Education 257  FINAL PROBLEMS, Winter 2003, 
      March 13, 2003

Solutions for these problems are to be submitted in hard-copy
form. Given that these problems are untimed, some care should be
taken in presentation, clarity, format.  Especially important is
to give full and clear answers to questions, not just to submit
unannotated computer output, although relevant output should
be included.
You may use any inanimate resources--no collaboration.  This
work is done under Stanford's Honor Code.
Please read the questions carefully and answer the question that
is asked.  
Papers will be scored into 3 categories: "Excellent" indicates
successful completion of all parts of all questions (within
perhaps one or two very trivial arithmetic errors);
"Satisfactory" indicates a good attempt was made at all parts of
all problems, but there were some serious errors or omissions;
"Incomplete" indicates inadequate effort or performance. 

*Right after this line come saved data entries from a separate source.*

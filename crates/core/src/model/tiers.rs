use serde::{Deserialize, Serialize};
use std::fmt;
use thiserror::Error;

//
// ─── ERRORS ───────────────────────────────────────────────────────────────────
//

/// Errors raised when a tier value is outside its fixed set.
#[derive(Debug, Error, Clone, PartialEq, Eq)]
#[non_exhaustive]
pub enum TierError {
    #[error("invalid effort level: {0}")]
    InvalidEffortLevel(u8),
    #[error("invalid effort letter: {0}")]
    InvalidEffortLetter(String),
    #[error("invalid effort label: {0}")]
    InvalidEffortLabel(String),
    #[error("invalid priority: {0}")]
    InvalidPriority(String),
}

//
// ─── EFFORT ───────────────────────────────────────────────────────────────────
//

/// Coarse task-size estimate.
///
/// Three parallel encodings exist and each is a total bijection:
/// - backend level: `1`, `2`, `3`
/// - quick-add letter: `S`, `M`, `L`
/// - badge label: `30m`, `60m`, `120m`
#[derive(Debug, Clone, Copy, PartialEq, Eq, Hash, Default, Serialize, Deserialize)]
#[serde(try_from = "u8", into = "u8")]
pub enum Effort {
    Small,
    #[default]
    Medium,
    Large,
}

impl Effort {
    pub const ALL: [Effort; 3] = [Effort::Small, Effort::Medium, Effort::Large];

    /// Converts a backend effort level (1-3).
    ///
    /// # Errors
    ///
    /// Returns `TierError::InvalidEffortLevel` for any other value.
    pub fn from_level(level: u8) -> Result<Self, TierError> {
        match level {
            1 => Ok(Self::Small),
            2 => Ok(Self::Medium),
            3 => Ok(Self::Large),
            other => Err(TierError::InvalidEffortLevel(other)),
        }
    }

    #[must_use]
    pub fn level(self) -> u8 {
        match self {
            Effort::Small => 1,
            Effort::Medium => 2,
            Effort::Large => 3,
        }
    }

    /// Parses a quick-add letter. Case-insensitive.
    ///
    /// # Errors
    ///
    /// Returns `TierError::InvalidEffortLetter` unless the input is one of S/M/L.
    pub fn from_letter(raw: &str) -> Result<Self, TierError> {
        match raw.to_uppercase().as_str() {
            "S" => Ok(Self::Small),
            "M" => Ok(Self::Medium),
            "L" => Ok(Self::Large),
            _ => Err(TierError::InvalidEffortLetter(raw.to_owned())),
        }
    }

    #[must_use]
    pub fn letter(self) -> &'static str {
        match self {
            Effort::Small => "S",
            Effort::Medium => "M",
            Effort::Large => "L",
        }
    }

    /// Parses a badge label such as `60m`.
    ///
    /// # Errors
    ///
    /// Returns `TierError::InvalidEffortLabel` for unknown labels.
    pub fn from_label(raw: &str) -> Result<Self, TierError> {
        Self::ALL
            .into_iter()
            .find(|effort| effort.label() == raw)
            .ok_or_else(|| TierError::InvalidEffortLabel(raw.to_owned()))
    }

    #[must_use]
    pub fn label(self) -> &'static str {
        match self {
            Effort::Small => "30m",
            Effort::Medium => "60m",
            Effort::Large => "120m",
        }
    }

    #[must_use]
    pub fn minutes(self) -> u32 {
        match self {
            Effort::Small => 30,
            Effort::Medium => 60,
            Effort::Large => 120,
        }
    }

    /// Planned hours used by the capacity bar.
    #[must_use]
    pub fn hours(self) -> f64 {
        f64::from(self.minutes()) / 60.0
    }
}

impl TryFrom<u8> for Effort {
    type Error = TierError;

    fn try_from(value: u8) -> Result<Self, Self::Error> {
        Self::from_level(value)
    }
}

impl From<Effort> for u8 {
    fn from(value: Effort) -> Self {
        value.level()
    }
}

impl fmt::Display for Effort {
    fn fmt(&self, f: &mut fmt::Formatter<'_>) -> fmt::Result {
        f.write_str(self.letter())
    }
}

//
// ─── PRIORITY ─────────────────────────────────────────────────────────────────
//

/// Task priority tier. Wire form is lowercase (`low`, `medium`, `high`),
/// display form is `Low`, `Med`, `High`.
#[derive(Debug, Clone, Copy, PartialEq, Eq, Hash, Default, Serialize, Deserialize)]
#[serde(rename_all = "lowercase")]
pub enum Priority {
    Low,
    #[default]
    Medium,
    High,
}

impl Priority {
    pub const ALL: [Priority; 3] = [Priority::Low, Priority::Medium, Priority::High];

    #[must_use]
    pub fn as_wire(self) -> &'static str {
        match self {
            Priority::Low => "low",
            Priority::Medium => "medium",
            Priority::High => "high",
        }
    }

    /// # Errors
    ///
    /// Returns `TierError::InvalidPriority` for anything but `low`/`medium`/`high`.
    pub fn from_wire(raw: &str) -> Result<Self, TierError> {
        Self::ALL
            .into_iter()
            .find(|priority| priority.as_wire() == raw)
            .ok_or_else(|| TierError::InvalidPriority(raw.to_owned()))
    }

    #[must_use]
    pub fn short_label(self) -> &'static str {
        match self {
            Priority::Low => "Low",
            Priority::Medium => "Med",
            Priority::High => "High",
        }
    }

    /// # Errors
    ///
    /// Returns `TierError::InvalidPriority` for anything but `Low`/`Med`/`High`.
    pub fn from_short_label(raw: &str) -> Result<Self, TierError> {
        Self::ALL
            .into_iter()
            .find(|priority| priority.short_label() == raw)
            .ok_or_else(|| TierError::InvalidPriority(raw.to_owned()))
    }
}

impl fmt::Display for Priority {
    fn fmt(&self, f: &mut fmt::Formatter<'_>) -> fmt::Result {
        f.write_str(self.short_label())
    }
}

#[cfg(test)]
mod tests {
    use super::*;

    #[test]
    fn effort_level_round_trip_is_lossless() {
        for level in 1..=3u8 {
            let effort = Effort::from_level(level).unwrap();
            assert_eq!(effort.level(), level);
        }
        for effort in Effort::ALL {
            assert_eq!(Effort::from_level(effort.level()).unwrap(), effort);
        }
    }

    #[test]
    fn effort_letter_and_label_round_trip() {
        let expected = [("S", "30m"), ("M", "60m"), ("L", "120m")];
        for (effort, (letter, label)) in Effort::ALL.into_iter().zip(expected) {
            assert_eq!(effort.letter(), letter);
            assert_eq!(effort.label(), label);
            assert_eq!(Effort::from_letter(letter).unwrap(), effort);
            assert_eq!(Effort::from_label(label).unwrap(), effort);
        }
    }

    #[test]
    fn effort_rejects_values_outside_the_set() {
        assert_eq!(Effort::from_level(0), Err(TierError::InvalidEffortLevel(0)));
        assert_eq!(Effort::from_level(4), Err(TierError::InvalidEffortLevel(4)));
        assert!(Effort::from_letter("XL").is_err());
        assert!(Effort::from_label("90m").is_err());
    }

    #[test]
    fn effort_letter_is_case_insensitive() {
        assert_eq!(Effort::from_letter("l").unwrap(), Effort::Large);
    }

    #[test]
    fn effort_serializes_as_level() {
        assert_eq!(serde_json::to_string(&Effort::Large).unwrap(), "3");
        let parsed: Effort = serde_json::from_str("1").unwrap();
        assert_eq!(parsed, Effort::Small);
        assert!(serde_json::from_str::<Effort>("7").is_err());
    }

    #[test]
    fn effort_hours_follow_minutes() {
        assert!((Effort::Small.hours() - 0.5).abs() < f64::EPSILON);
        assert!((Effort::Large.hours() - 2.0).abs() < f64::EPSILON);
    }

    #[test]
    fn priority_mapping_is_a_bijection() {
        let expected = [("low", "Low"), ("medium", "Med"), ("high", "High")];
        for (priority, (wire, short)) in Priority::ALL.into_iter().zip(expected) {
            assert_eq!(priority.as_wire(), wire);
            assert_eq!(priority.short_label(), short);
            assert_eq!(Priority::from_wire(wire).unwrap(), priority);
            assert_eq!(Priority::from_short_label(short).unwrap(), priority);
        }
        assert!(Priority::from_wire("urgent").is_err());
        assert!(Priority::from_short_label("Medium").is_err());
    }

    #[test]
    fn priority_serializes_lowercase() {
        assert_eq!(serde_json::to_string(&Priority::High).unwrap(), "\"high\"");
    }
}
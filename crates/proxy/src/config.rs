use std::{env, fmt::Display, path::PathBuf, str::FromStr};

use tracing::{info, warn};

use crate::error::ProxyError;

pub const DEFAULT_PORT: &str = "3000";
pub const DEFAULT_BACKEND_URL: &str = "http://localhost:3001/api";

pub struct Config {
    pub port: u16,
    pub backend_url: String,
    /// Built web client served for every non-API path.
    pub static_dir: Option<PathBuf>,
}

impl Config {
    /// Read `PROXY_PORT`, `BACKEND_URL` and `STATIC_DIR`.
    ///
    /// # Errors
    ///
    /// Returns `ProxyError::Config` when a set variable does not parse.
    pub fn load() -> Result<Self, ProxyError> {
        Ok(Self {
            port: try_load("PROXY_PORT", DEFAULT_PORT)?,
            backend_url: try_load("BACKEND_URL", DEFAULT_BACKEND_URL)?,
            static_dir: var("STATIC_DIR").map(PathBuf::from),
        })
    }
}

fn var(key: &str) -> Option<String> {
    env::var(key).ok().filter(|value| !value.trim().is_empty())
}

fn try_load<T: FromStr>(key: &'static str, default: &str) -> Result<T, ProxyError>
where
    T::Err: Display,
{
    resolve(key, var(key), default)
}

fn resolve<T: FromStr>(key: &'static str, raw: Option<String>, default: &str) -> Result<T, ProxyError>
where
    T::Err: Display,
{
    let raw = raw.unwrap_or_else(|| {
        info!("{key} not set, using default: {default}");
        default.to_owned()
    });
    raw.trim().parse().map_err(|e: T::Err| {
        warn!("Invalid {key} value: {e}");
        ProxyError::Config {
            key,
            reason: e.to_string(),
        }
    })
}

#[cfg(test)]
mod tests {
    use super::*;

    #[test]
    fn missing_values_fall_back_to_defaults() {
        let port: u16 = resolve("PROXY_PORT", None, DEFAULT_PORT).unwrap();
        assert_eq!(port, 3000);
        let url: String = resolve("BACKEND_URL", None, DEFAULT_BACKEND_URL).unwrap();
        assert_eq!(url, "http://localhost:3001/api");
    }

    #[test]
    fn set_values_win_and_bad_ones_fail() {
        let port: u16 = resolve("PROXY_PORT", Some(" 8080 ".into()), DEFAULT_PORT).unwrap();
        assert_eq!(port, 8080);
        let err = resolve::<u16>("PROXY_PORT", Some("eighty".into()), DEFAULT_PORT).unwrap_err();
        assert!(matches!(err, ProxyError::Config { key: "PROXY_PORT", .. }));
    }
}
use crate::errors::TaskboardError;
use crate::render_tree::buffer_to_string;
use crate::types::Geometry;
use crossterm::event::{self, Event, KeyCode, KeyEventKind, KeyModifiers};
use crossterm::terminal::{disable_raw_mode, enable_raw_mode, EnterAlternateScreen, LeaveAlternateScreen};
use crossterm::{cursor, execute};
use ratatui::backend::CrosstermBackend;
use ratatui::buffer::Buffer;
use std::collections::{HashMap, VecDeque};
use std::io::Stdout;
use std::path::{Path, PathBuf};
use std::sync::{Arc, Mutex};
use std::time::{Duration, SystemTime, UNIX_EPOCH};

pub trait Clock: Send + Sync {
    fn now(&self) -> SystemTime;
    fn sleep_until(&self, deadline: SystemTime) -> Result<(), TaskboardError>;
}

pub trait FileSystem: Send + Sync {
    fn read_to_string(&self, path: &Path) -> Result<String, TaskboardError>;
    fn write_string(&self, path: &Path, contents: &str) -> Result<(), TaskboardError>;
    fn exists(&self, path: &Path) -> bool;
}

#[derive(Debug, Clone, Copy, PartialEq, Eq)]
pub enum KeyInput {
    Char(char),
    Interrupt,
    Resize,
    Other,
}

/// The single writer to the user's screen. Only the dashboard loop holds one.
pub trait Terminal: Send + Sync {
    fn stdin_is_tty(&self) -> bool;
    fn size(&self) -> Result<Geometry, TaskboardError>;
    fn write_line(&self, line: &str) -> Result<(), TaskboardError>;
    fn enter_screen(&self) -> Result<(), TaskboardError>;
    fn leave_screen(&self) -> Result<(), TaskboardError>;
    fn draw(&self, frame: &Buffer) -> Result<(), TaskboardError>;
    fn poll_key(&self, timeout: Duration) -> Result<Option<KeyInput>, TaskboardError>;
}

pub fn epoch_millis(time: SystemTime) -> u64 {
    time.duration_since(UNIX_EPOCH)
        .map(|elapsed| u64::try_from(elapsed.as_millis()).unwrap_or(u64::MAX))
        .unwrap_or(0)
}

/// Holds the alternate screen for as long as it lives and hands the screen
/// back on drop, whichever way the owner exits.
pub struct ScreenGuard<'a> {
    terminal: &'a dyn Terminal,
}

impl<'a> ScreenGuard<'a> {
    pub fn acquire(terminal: &'a dyn Terminal) -> Result<Self, TaskboardError> {
        terminal.enter_screen()?;
        Ok(Self { terminal })
    }
}

impl Drop for ScreenGuard<'_> {
    fn drop(&mut self) {
        let _ = self.terminal.leave_screen();
    }
}

pub struct ProductionClock;

impl Clock for ProductionClock {
    fn now(&self) -> SystemTime {
        SystemTime::now()
    }

    fn sleep_until(&self, deadline: SystemTime) -> Result<(), TaskboardError> {
        let now = SystemTime::now();
        if let Ok(duration) = deadline.duration_since(now) {
            std::thread::sleep(duration);
        }
        Ok(())
    }
}

pub struct ProductionFileSystem;

impl FileSystem for ProductionFileSystem {
    fn read_to_string(&self, path: &Path) -> Result<String, TaskboardError> {
        std::fs::read_to_string(path).map_err(|e| TaskboardError::Io(e.to_string()))
    }

    fn write_string(&self, path: &Path, contents: &str) -> Result<(), TaskboardError> {
        std::fs::write(path, contents).map_err(|e| TaskboardError::Io(e.to_string()))
    }

    fn exists(&self, path: &Path) -> bool {
        path.exists()
    }
}

type CrosstermTerminal = ratatui::Terminal<CrosstermBackend<Stdout>>;

/// Crossterm-backed screen. ratatui keeps the previous frame and only flushes
/// the cells that changed between draws.
pub struct ProductionTerminal {
    screen: Mutex<Option<CrosstermTerminal>>,
}

impl ProductionTerminal {
    pub fn new() -> Self {
        Self {
            screen: Mutex::new(None),
        }
    }

    fn lock_screen(
        &self,
    ) -> Result<std::sync::MutexGuard<'_, Option<CrosstermTerminal>>, TaskboardError> {
        self.screen
            .lock()
            .map_err(|_| TaskboardError::Terminal("screen lock poisoned".to_string()))
    }
}

impl Default for ProductionTerminal {
    fn default() -> Self {
        Self::new()
    }
}

impl Terminal for ProductionTerminal {
    fn stdin_is_tty(&self) -> bool {
        std::io::IsTerminal::is_terminal(&std::io::stdin())
            && std::io::IsTerminal::is_terminal(&std::io::stdout())
    }

    fn size(&self) -> Result<Geometry, TaskboardError> {
        let (columns, rows) =
            crossterm::terminal::size().map_err(|e| TaskboardError::Terminal(e.to_string()))?;
        Ok(Geometry::new(columns, rows))
    }

    fn write_line(&self, line: &str) -> Result<(), TaskboardError> {
        use std::io::Write;
        let mut out = std::io::stdout();
        writeln!(out, "{line}").map_err(|e| TaskboardError::Io(e.to_string()))
    }

    fn enter_screen(&self) -> Result<(), TaskboardError> {
        let mut screen = self.lock_screen()?;
        if screen.is_some() {
            return Ok(());
        }
        enable_raw_mode().map_err(|e| TaskboardError::Terminal(e.to_string()))?;
        let mut stdout = std::io::stdout();
        execute!(stdout, EnterAlternateScreen, cursor::Hide)
            .map_err(|e| TaskboardError::Terminal(e.to_string()))?;
        let terminal = ratatui::Terminal::new(CrosstermBackend::new(stdout))
            .map_err(|e| TaskboardError::Terminal(e.to_string()))?;
        *screen = Some(terminal);
        Ok(())
    }

    fn leave_screen(&self) -> Result<(), TaskboardError> {
        let mut screen = self.lock_screen()?;
        if screen.take().is_some() {
            disable_raw_mode().map_err(|e| TaskboardError::Terminal(e.to_string()))?;
            execute!(std::io::stdout(), LeaveAlternateScreen, cursor::Show)
                .map_err(|e| TaskboardError::Terminal(e.to_string()))?;
        }
        Ok(())
    }

    fn draw(&self, frame: &Buffer) -> Result<(), TaskboardError> {
        let mut screen = self.lock_screen()?;
        let Some(terminal) = screen.as_mut() else {
            return Err(TaskboardError::Terminal(
                "draw called before entering the screen".to_string(),
            ));
        };
        terminal
            .draw(|f| {
                // A fixed-size frame may disagree with the real screen; copy the overlap only.
                let area = f.area().intersection(frame.area);
                let target = f.buffer_mut();
                for y in area.top()..area.bottom() {
                    for x in area.left()..area.right() {
                        target[(x, y)] = frame[(x, y)].clone();
                    }
                }
            })
            .map_err(|e| TaskboardError::Terminal(e.to_string()))?;
        Ok(())
    }

    fn poll_key(&self, timeout: Duration) -> Result<Option<KeyInput>, TaskboardError> {
        if !event::poll(timeout).map_err(|e| TaskboardError::Terminal(e.to_string()))? {
            return Ok(None);
        }
        let input = match event::read().map_err(|e| TaskboardError::Terminal(e.to_string()))? {
            Event::Key(key) if key.kind != KeyEventKind::Press => KeyInput::Other,
            Event::Key(key)
                if key.modifiers.contains(KeyModifiers::CONTROL)
                    && key.code == KeyCode::Char('c') =>
            {
                KeyInput::Interrupt
            }
            Event::Key(key) => match key.code {
                KeyCode::Char(c) => KeyInput::Char(c),
                KeyCode::Esc => KeyInput::Char('\u{1b}'),
                _ => KeyInput::Other,
            },
            Event::Resize(_, _) => KeyInput::Resize,
            _ => KeyInput::Other,
        };
        Ok(Some(input))
    }
}

pub struct ProductionRuntime {
    pub clock: Arc<dyn Clock>,
    pub file_system: Arc<dyn FileSystem>,
    pub terminal: Arc<dyn Terminal>,
}

impl ProductionRuntime {
    pub fn new() -> Self {
        Self {
            clock: Arc::new(ProductionClock),
            file_system: Arc::new(ProductionFileSystem),
            terminal: Arc::new(ProductionTerminal::new()),
        }
    }
}

impl Default for ProductionRuntime {
    fn default() -> Self {
        Self::new()
    }
}

#[derive(Clone)]
pub struct FakeClock {
    now: Arc<Mutex<SystemTime>>,
    sleeps: Arc<Mutex<Vec<SystemTime>>>,
}

impl FakeClock {
    pub fn new(now: SystemTime) -> Self {
        Self {
            now: Arc::new(Mutex::new(now)),
            sleeps: Arc::new(Mutex::new(Vec::new())),
        }
    }

    pub fn advance(&self, by: Duration) {
        let mut now = self.now.lock().expect("clock lock");
        *now += by;
    }

    pub fn sleeps(&self) -> Vec<SystemTime> {
        self.sleeps.lock().expect("sleep lock").clone()
    }
}

impl Default for FakeClock {
    fn default() -> Self {
        Self::new(UNIX_EPOCH)
    }
}

impl Clock for FakeClock {
    fn now(&self) -> SystemTime {
        *self.now.lock().expect("clock lock")
    }

    fn sleep_until(&self, deadline: SystemTime) -> Result<(), TaskboardError> {
        self.sleeps.lock().expect("sleep lock").push(deadline);
        let mut now = self.now.lock().expect("clock lock");
        if deadline > *now {
            *now = deadline;
        }
        Ok(())
    }
}

#[derive(Default, Clone)]
pub struct FakeFileSystem {
    files: Arc<Mutex<HashMap<PathBuf, String>>>,
    fail_next: Arc<Mutex<Option<TaskboardError>>>,
}

impl FakeFileSystem {
    pub fn with_file(path: impl Into<PathBuf>, contents: impl Into<String>) -> Self {
        let fs = Self::default();
        fs.files
            .lock()
            .expect("files lock")
            .insert(path.into(), contents.into());
        fs
    }

    pub fn set_fail_next(&self, error: TaskboardError) {
        *self.fail_next.lock().expect("fail lock") = Some(error);
    }

    fn maybe_fail(&self) -> Result<(), TaskboardError> {
        if let Some(err) = self.fail_next.lock().expect("fail lock").take() {
            return Err(err);
        }
        Ok(())
    }
}

impl FileSystem for FakeFileSystem {
    fn read_to_string(&self, path: &Path) -> Result<String, TaskboardError> {
        self.maybe_fail()?;
        self.files
            .lock()
            .expect("files lock")
            .get(path)
            .cloned()
            .ok_or_else(|| TaskboardError::Io(format!("missing file {}", path.display())))
    }

    fn write_string(&self, path: &Path, contents: &str) -> Result<(), TaskboardError> {
        self.maybe_fail()?;
        self.files
            .lock()
            .expect("files lock")
            .insert(path.to_path_buf(), contents.to_string());
        Ok(())
    }

    fn exists(&self, path: &Path) -> bool {
        self.files.lock().expect("files lock").contains_key(path)
    }
}

/// Records everything the dashboard does to the screen. Keys are handed out in
/// the order they were queued; once the queue is empty `poll_key` reports no
/// input without blocking.
#[derive(Clone)]
pub struct FakeTerminal {
    pub is_tty: bool,
    geometry: Arc<Mutex<Geometry>>,
    writes: Arc<Mutex<Vec<String>>>,
    draws: Arc<Mutex<Vec<String>>>,
    keys: Arc<Mutex<VecDeque<KeyInput>>>,
    screen_events: Arc<Mutex<Vec<&'static str>>>,
    fail_draw_at: Arc<Mutex<Option<usize>>>,
}

impl FakeTerminal {
    pub fn new(is_tty: bool) -> Self {
        Self::with_geometry(is_tty, Geometry::new(120, 30))
    }

    pub fn with_geometry(is_tty: bool, geometry: Geometry) -> Self {
        Self {
            is_tty,
            geometry: Arc::new(Mutex::new(geometry)),
            writes: Arc::new(Mutex::new(Vec::new())),
            draws: Arc::new(Mutex::new(Vec::new())),
            keys: Arc::new(Mutex::new(VecDeque::new())),
            screen_events: Arc::new(Mutex::new(Vec::new())),
            fail_draw_at: Arc::new(Mutex::new(None)),
        }
    }

    pub fn resize(&self, geometry: Geometry) {
        *self.geometry.lock().expect("geometry lock") = geometry;
    }

    pub fn push_key(&self, key: KeyInput) {
        self.keys.lock().expect("keys lock").push_back(key);
    }

    /// Makes the draw with the given zero-based index fail.
    pub fn fail_draw_at(&self, index: usize) {
        *self.fail_draw_at.lock().expect("fail lock") = Some(index);
    }

    pub fn written_lines(&self) -> Vec<String> {
        self.writes.lock().expect("writes lock").clone()
    }

    pub fn drawn_frames(&self) -> Vec<String> {
        self.draws.lock().expect("draw lock").clone()
    }

    pub fn screen_events(&self) -> Vec<&'static str> {
        self.screen_events.lock().expect("screen lock").clone()
    }
}

impl Default for FakeTerminal {
    fn default() -> Self {
        Self::new(true)
    }
}

impl Terminal for FakeTerminal {
    fn stdin_is_tty(&self) -> bool {
        self.is_tty
    }

    fn size(&self) -> Result<Geometry, TaskboardError> {
        Ok(*self.geometry.lock().expect("geometry lock"))
    }

    fn write_line(&self, line: &str) -> Result<(), TaskboardError> {
        self.writes
            .lock()
            .expect("writes lock")
            .push(line.to_string());
        Ok(())
    }

    fn enter_screen(&self) -> Result<(), TaskboardError> {
        self.screen_events.lock().expect("screen lock").push("enter");
        Ok(())
    }

    fn leave_screen(&self) -> Result<(), TaskboardError> {
        self.screen_events.lock().expect("screen lock").push("leave");
        Ok(())
    }

    fn draw(&self, frame: &Buffer) -> Result<(), TaskboardError> {
        let mut draws = self.draws.lock().expect("draw lock");
        if *self.fail_draw_at.lock().expect("fail lock") == Some(draws.len()) {
            return Err(TaskboardError::Terminal("fake draw failure".to_string()));
        }
        draws.push(buffer_to_string(frame));
        Ok(())
    }

    fn poll_key(&self, _timeout: Duration) -> Result<Option<KeyInput>, TaskboardError> {
        Ok(self.keys.lock().expect("keys lock").pop_front())
    }
}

Place completed hard copy in Rogosa's Cubberley mailbox 
by 5PM Friday 3/21

As usual
for data sets path is /afs/  or
             /usr/class/ed257/HW   ]
By student request duplicates of these data sets are provided
through http links 

You should note that this turns out to be a very very easy
set of problems, so my expectations are high........

Why Worry?   

Doctoral research from one Pamela S Clute appearing in 
the Journal for Research in Mathematics Education (1984) investigated 
the level between anxiety and mathematics achievement.  The outcome 
("score") is the score on the exam for a College-level mathematics 
survey course.  The design was 2 x 3 x 2 with 7 replications per cell. 
Factor A ("method") was method of instruction-- a standard direct 
instructional method and a direct instruction discovery method (which 
developed the subject by a sequence of questions).  Factor B 
("anxiety") was the anxiety level of the student; students were 
assessed and placed into low, medium, high, anxiety levels.  Factor C 
("college") was the college at which the mathematics course was given: 
U.C. Riverside, CSU San Bernardino.  None of the three factors can be 
considered random factors. 
Based on the summary statistics given in the report of the research, the 
data were recreated (approximately). 
In file mathanxiety.dat are score C1, method C2, anxiety C3, college C4 

a. Construct useful displays of the cell means for this factorial design
   and comment.
b. Carry out tests for the 3 main effects and interactions, 
   controlling your overall error rate so that it does not exceed .05.
   What effects appear significant?
c. Construct a profile plot depicting any sizable two-way or three-way

Subtlety is always lost on me.  

Many studies have supported the assertion that females are superior to 
males in decoding nonverbal cues.  Robert Rosenthal, in various 
studies, has looked at three different types of nonverbal cues, often 
termed Channels: specifically, face, body, and tone of voice.  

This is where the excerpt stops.